Podejrzenia co do ładunków wybuchowych skierowanych w stronę rosyjskiego konsulatu w Marsylii

MARSYLIA - Dwóch muszkieterów zostało pojmanych przez bogów i zaatakowanych bronią wybuchową w rosyjskim konsulacie we francuskiej Marsylii.
Sytuację skomplikował fakt, że w poniedziałek w wieżę Generalnego Konsulatu Rosji w Marsylii, przejmującego funkcję konsulatu w Paryżu, odpalono trzy ładunki wybuchowe.
Policja odkryła również, że w jedzeniu znajdowały się trzy butelki wody, każda o pojemności pół litra. Jak się okazało albo nastąpiła eksplozja przy konsoli, albo żaden z przewodów nie został uszkodzony.

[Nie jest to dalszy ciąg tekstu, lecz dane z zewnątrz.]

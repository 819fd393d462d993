use tracing::{debug, info};

use crate::action::config::ActOptions;
use crate::action::handler::Engine;
use crate::browser::driver::Driver;
use crate::component::identifier::StateDescriptor;
use crate::context::element_context::ElementContext;
use crate::error::EngineError;
use crate::locate::locator::ResolveOptions;
use crate::locate::strategy::Strategy;
use crate::page::normalize::normalize_text;
use crate::scenario::scenario_model::{Scenario, ScenarioResult, Step, StepOutcome, StepVerb};
use crate::trace::logger::TraceLogger;
use crate::trace::trace::TraceEvent;

/// What a successful step produced.
struct StepReport {
    strategy: Option<Strategy>,
    trace: Option<String>,
    mutating_calls: u32,
    state: Option<StateDescriptor>,
    /// Checks of read steps that did not hold.
    misses: Vec<String>,
}

impl StepReport {
    fn empty() -> Self {
        StepReport {
            strategy: None,
            trace: None,
            mutating_calls: 0,
            state: None,
            misses: Vec::new(),
        }
    }
}

/// Executes scenarios step by step against one engine.
pub struct ScenarioRunner;

impl ScenarioRunner {
    /// Run a scenario. The Element Context is reset first, so nothing
    /// resolved by an earlier scenario is visible. Stops at the first
    /// failing step.
    pub fn run<D: Driver>(
        scenario: &Scenario,
        engine: &mut Engine<D>,
        ctx: &mut ElementContext,
        tracer: &TraceLogger,
    ) -> ScenarioResult {
        ctx.reset();
        info!(scenario = %scenario.name, steps = scenario.steps.len(), "scenario started");

        if let Some(url) = &scenario.start_url {
            if let Err(e) = engine.navigate(url) {
                return ScenarioResult {
                    name: scenario.name.clone(),
                    passed: false,
                    steps_run: 0,
                    outcomes: Vec::new(),
                    error: Some(format!("Failed to navigate to start_url: {}", e)),
                };
            }
        }

        let mut outcomes = Vec::new();
        for (i, step) in scenario.steps.iter().enumerate() {
            let outcome = Self::run_step(&scenario.name, i, step, engine, ctx, tracer);
            let passed = outcome.passed;
            let message = outcome.message.clone();
            outcomes.push(outcome);

            if !passed {
                return ScenarioResult {
                    name: scenario.name.clone(),
                    passed: false,
                    steps_run: i + 1,
                    outcomes,
                    error: Some(format!(
                        "Step {} failed: {}",
                        i,
                        message.unwrap_or_else(|| "unknown failure".to_string())
                    )),
                };
            }
        }

        ScenarioResult {
            name: scenario.name.clone(),
            passed: true,
            steps_run: scenario.steps.len(),
            outcomes,
            error: None,
        }
    }

    fn run_step<D: Driver>(
        scenario: &str,
        index: usize,
        step: &Step,
        engine: &mut Engine<D>,
        ctx: &mut ElementContext,
        tracer: &TraceLogger,
    ) -> StepOutcome {
        let result = Self::execute_step(step, engine, ctx);

        let mut event = TraceEvent::now(scenario, index, format!("{:?}", step.action))
            .with_generation(engine.generation());
        if step.action.targets_element() {
            event = event.with_request(&step.request());
        }

        let outcome = match result {
            Ok(report) => {
                if let (Some(strategy), Some(trace)) = (report.strategy, &report.trace) {
                    event = event.with_resolution(strategy, trace);
                }
                Self::judge_success(index, step, report)
            }
            Err(e) => Self::judge_failure(index, step, &e),
        };

        let status = if outcome.passed { "pass" } else { "fail" };
        tracer.log(&event.with_outcome(status, outcome.message.clone()));
        debug!(scenario, step = index, passed = outcome.passed, "step finished");
        outcome
    }

    fn judge_success(index: usize, step: &Step, report: StepReport) -> StepOutcome {
        let mut message = None;
        let mut passed = true;

        if let Some(kind) = &step.expect_error {
            passed = false;
            message = Some(format!("expected {} error, step succeeded", kind));
        } else if !report.misses.is_empty() {
            passed = false;
            message = Some(report.misses.join("; "));
        } else if let Some(expect) = &step.expect {
            let misses = match &report.state {
                Some(state) => expect.evaluate(state),
                None => vec!["no state observed to check".to_string()],
            };
            if !misses.is_empty() {
                passed = false;
                message = Some(misses.join("; "));
            }
        }

        StepOutcome {
            index,
            action: step.action,
            passed,
            strategy: report.strategy,
            mutating_calls: report.mutating_calls,
            error_kind: None,
            message,
        }
    }

    fn judge_failure(index: usize, step: &Step, error: &EngineError) -> StepOutcome {
        let kind = error.kind_name();
        let expected = step.expect_error.as_deref() == Some(kind);
        StepOutcome {
            index,
            action: step.action,
            passed: expected,
            strategy: None,
            mutating_calls: 0,
            error_kind: Some(kind.to_string()),
            message: if expected { None } else { Some(error.to_string()) },
        }
    }

    fn execute_step<D: Driver>(
        step: &Step,
        engine: &mut Engine<D>,
        ctx: &mut ElementContext,
    ) -> Result<StepReport, EngineError> {
        match step.action {
            StepVerb::Navigate => {
                let url = step.value.as_deref().or(step.identifier.as_deref()).unwrap_or_default();
                engine.navigate(url)?;
                Ok(StepReport::empty())
            }
            StepVerb::Reload => {
                engine.reload()?;
                Ok(StepReport::empty())
            }
            StepVerb::Identify => {
                let request = step.request();
                let key = step
                    .context_key
                    .clone()
                    .unwrap_or_else(|| request.raw_identifier.clone());
                let options = ResolveOptions {
                    include_hidden: step.include_hidden,
                };
                let resolution = engine.identify(&request, &key, ctx, &options)?;
                let kind = resolution
                    .candidate
                    .kind
                    .clone()
                    .unwrap_or_else(|| request.component_kind.clone());
                Ok(StepReport {
                    strategy: Some(resolution.strategy),
                    trace: Some(resolution.trace.to_string()),
                    mutating_calls: 0,
                    state: Some(engine.describe(&resolution.candidate, &kind)),
                    misses: Vec::new(),
                })
            }
            StepVerb::SelectMany => {
                let options = ActOptions {
                    include_hidden: step.include_hidden,
                    context_key: step.context_key.clone(),
                    ..ActOptions::default()
                };
                let results = engine.select_many(&step.request(), &step.values, &options, ctx)?;
                let mut report = StepReport::empty();
                report.mutating_calls = results.iter().map(|r| r.mutating_calls).sum();
                if let Some(last) = results.last() {
                    report.strategy = Some(last.strategy);
                    report.trace = Some(last.trace.to_string());
                    report.state = Some(last.state().clone());
                }
                Ok(report)
            }
            StepVerb::ReadCell => {
                let column = step.column.as_deref().unwrap_or_default();
                let text = engine.read_cell(&step.request(), step.row.unwrap_or(0), column)?;
                let mut report = StepReport::empty();
                if let Some(want) = &step.value {
                    if normalize_text(want) != text {
                        report.misses.push(format!("cell: expected {want:?}, got {text:?}"));
                    }
                }
                Ok(report)
            }
            StepVerb::FindRow => {
                let column = step.column.as_deref().unwrap_or_default();
                let value = step.value.as_deref().unwrap_or_default();
                let row = engine.find_row(&step.request(), column, value)?;
                let mut report = StepReport::empty();
                if let Some(want) = step.row {
                    if want != row {
                        report.misses.push(format!("row: expected {want}, got {row}"));
                    }
                }
                Ok(report)
            }
            verb => {
                // Every remaining verb maps onto an action.
                let Some(action) = verb.action_kind() else {
                    return Ok(StepReport::empty());
                };
                let options = ActOptions {
                    include_hidden: step.include_hidden,
                    context_key: step.context_key.clone(),
                    ..ActOptions::default()
                };
                let value = step.value.as_deref();
                let result = match &step.use_context {
                    Some(key) => engine.act_in_context(key, action, value, &options, ctx)?,
                    None => engine.act(&step.request(), action, value, &options, ctx)?,
                };
                Ok(StepReport {
                    strategy: Some(result.strategy),
                    trace: Some(result.trace.to_string()),
                    mutating_calls: result.mutating_calls,
                    state: Some(result.state().clone()),
                    misses: Vec::new(),
                })
            }
        }
    }
}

Mówi się, że żałobę w Marsylii, na czele której stali Paryżanie, przerwali dwaj muszkieterowie, którzy zostali pojmani podczas protestów osób przetrzymywanych na granicy z Ukrainą.
Zidentyfikowano ich na podstawie zdjęcia wykonanego przez zabezpieczoną kamerę w pobliżu konsulatu. Nawet żałobnicy w Marsylii otworzyli oczy na nowe wydarzenie.
Ministerstwo Spraw Zagranicznych Rosji i Federacji Rosyjskiej nazwały atak na konsulat aktem terroryzmu.
„Zapewniliśmy, że ziemia gospodarstw domowych została objęta kompleksową ochroną, a także podjęliśmy działania mające na celu zapewnienie bezpieczeństwa Ministerstwa Spraw Zagranicznych Federacji Rosyjskiej” – ogłosiła ambasador w Tanjug Maria Zacharowa.